George Steuart Health imports COVID-19 antigen and antibody rapid kit tests

With the outbreak of COVID-19 in China, Abbott Diagnostics introduced the antigen and antibody rapid test kits earlier this year with George Steuart Health, part of the George Steuart Group, being its accredited agent in Sri Lanka. 

Highlighting the ‘Emergency Use Listing’ granted by the World Health Organization, George Steuart Health sought National Medicines Regulatory Authority (NMRA) approval for product registration early in October 2020. 

“Following expert evaluation, the NMRA granted Provisional Registration for the test kits, under the condition that the tests be made available to healthcare institutions alone, at a regulated price of Rs.1,146.22 per test. Samples of these tests have also been provided to the NMRA and the Ministry of Health for validation purposes,” the company said in a media release on Sunday.

The statement came amidst claims from the opposition and civil society groups that this company received ‘favourable’ treatment from the government in securing these test kits.

The statement said that the company having received the certificate of registration and import license on October 22, received orders from major private hospitals and the Sri Lanka Red Cross Society. Requests were also received from WHO affiliated agencies, for supplies to the Ministry of Health.

Subsequently, orders were placed with the manufacturers on October 25. Considering the national emergency, the kits were imported through a special aircraft operated by Sri Lankan Airlines on November 3, paying the necessary airfreight and handling charges.

A virtual training was conducted on Microsoft teams for microbiologists, virologists, epidemiologists and officials from the Ministry of Health on November 2, by experts from Abbott Diagnostics. Further trainings have been scheduled in the forthcoming weeks.

“The goods were distributed among private hospitals and the Sri Lanka Red Cross Society on November 6. The screening process of targeted populations will commence, no sooner the guidelines for use are issued by the Ministry of Health. These tests have a sensitivity of 91.4% and specificity of 99.8%, when tested within the first 7 days of infection, where antigen levels (viral load) and transmission rates are noted to be highest. Patients can be promptly identified within 20 minutes of conducting this test. The faster identification and isolation of patients, will aid in effectively disrupting the chain of transmission,” the statement added.
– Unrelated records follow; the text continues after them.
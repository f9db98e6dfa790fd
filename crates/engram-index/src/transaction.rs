//! Transaction context handed to `RelationalIndex::transaction` closures.

use rusqlite::{Connection, ToSql};

use engram_core::EngramResult;

use crate::to_index_err;

/// Scoped access to a connection inside an open transaction.
pub struct TxContext<'a> {
    conn: &'a Connection,
}

impl<'a> TxContext<'a> {
    pub(crate) fn new(conn: &'a Connection) -> Self {
        Self { conn }
    }

    /// Execute a statement, returning the affected row count.
    pub fn run(&self, sql: &str, params: &[&dyn ToSql]) -> EngramResult<usize> {
        self.conn
            .execute(sql, params)
            .map_err(crate::from_sqlite_err)
    }

    /// Fetch at most one row, mapped through `f`.
    pub fn get<T, F>(&self, sql: &str, params: &[&dyn ToSql], f: F) -> EngramResult<Option<T>>
    where
        F: FnOnce(&rusqlite::Row<'_>) -> rusqlite::Result<T>,
    {
        match self.conn.query_row(sql, params, f) {
            Ok(v) => Ok(Some(v)),
            Err(rusqlite::Error::QueryReturnedNoRows) => Ok(None),
            Err(e) => Err(to_index_err(e.to_string())),
        }
    }

    /// Fetch all rows, mapped through `f`.
    pub fn all<T, F>(&self, sql: &str, params: &[&dyn ToSql], f: F) -> EngramResult<Vec<T>>
    where
        F: FnMut(&rusqlite::Row<'_>) -> rusqlite::Result<T>,
    {
        let mut stmt = self
            .conn
            .prepare(sql)
            .map_err(|e| to_index_err(e.to_string()))?;
        let rows = stmt
            .query_map(params, f)
            .map_err(|e| to_index_err(e.to_string()))?;
        let mut out = Vec::new();
        for row in rows {
            out.push(row.map_err(|e| to_index_err(e.to_string()))?);
        }
        Ok(out)
    }
}

/// Run `f` inside a transaction on the given connection; commit on Ok,
/// roll back on Err.
pub(crate) fn with_transaction<T, F>(conn: &Connection, f: F) -> EngramResult<T>
where
    F: FnOnce(&TxContext<'_>) -> EngramResult<T>,
{
    let tx = conn
        .unchecked_transaction()
        .map_err(|e| to_index_err(format!("transaction begin: {e}")))?;
    let ctx = TxContext::new(&tx);
    match f(&ctx) {
        Ok(v) => {
            tx.commit()
                .map_err(|e| to_index_err(format!("transaction commit: {e}")))?;
            Ok(v)
        }
        Err(e) => {
            let _ = tx.rollback();
            Err(e)
        }
    }
}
Here are extracts of the company statement:

“George Steuart Health has been at the forefront in the introduction of rapid diagnostic testing to Sri Lanka, following the establishment of the diagnostic division in 2008.
“We introduced rapid diagnostics through Standard Diagnostics (SD), Korea way back in 2009 with the launch of the first WHO prequalified Rapid Diagnostic Test (RDT) for HIV. In 2010, we introduced the first dengue antigen rapid diagnostic test to Sri Lanka, providing a breakthrough in the management of dengue, which was rampant in the island. Thus far, two local clinical studies have successfully been conducted and now, this test is considered by clinicians as the main tool in detecting dengue patients at an early stage, thus helping them save valuable lives.
“Today, these rapid diagnostic tests are the primary tests used for the detection of the Dengue. Subsequently, we introduced rapid diagnostic tests for influenza A/B/AH1N1. In 2013, Standard Diagnostics was subsequently bought over by Alere Medical; the world leader in rapid point of care tests and a conglomerate of 200+ rapid diagnostic and point of care test manufacturers. 
“We have further expanded the rapid diagnostic basket for infectious diseases including leptospirosis, hepatitis, cardiometabollics and drugs of abuse.
“Following the global acquisition of Alere Medical by Abbott Diagnostics in 2018, GSH has represented Abbott Rapid Diagnostic Products in Sri Lanka.
“With the outbreak of COVID-19 in China, Abbott Diagnostics introduced the antigen and antibody rapid test kits earlier this year. The use of these tests in Sri Lanka was however discouraged, due to concerns on the sensitivity and specificity of the tests at the time. Our requests to consider use was turned down by the NMRA in March 2020, as the WHO at that time had recommended the tests for research studies only.
“The rising infections have however, offered scientists a better understanding of how the virus operates. The efficacy of the test kits have since been scaled up by manufacturers.
“The world health organization has subsequently evaluated rapid test kits from many manufacturers worldwide. On September 28, Dr. Tedros Adhanom - Director General of the World Health Organization, stated that the WHO was pleased to announce that two such antigen test kits manufactured by Abbott Diagnostics and Standard Diagnostics, have proven to be effective in the identification of the virus, whilst promising to be a cost effective and faster method for screening.
Accordingly, the WHO, through funding received from the Bill and Melinda Gates foundation, placed orders for 120 million tests, to be distributed amongst low and middle income countries.”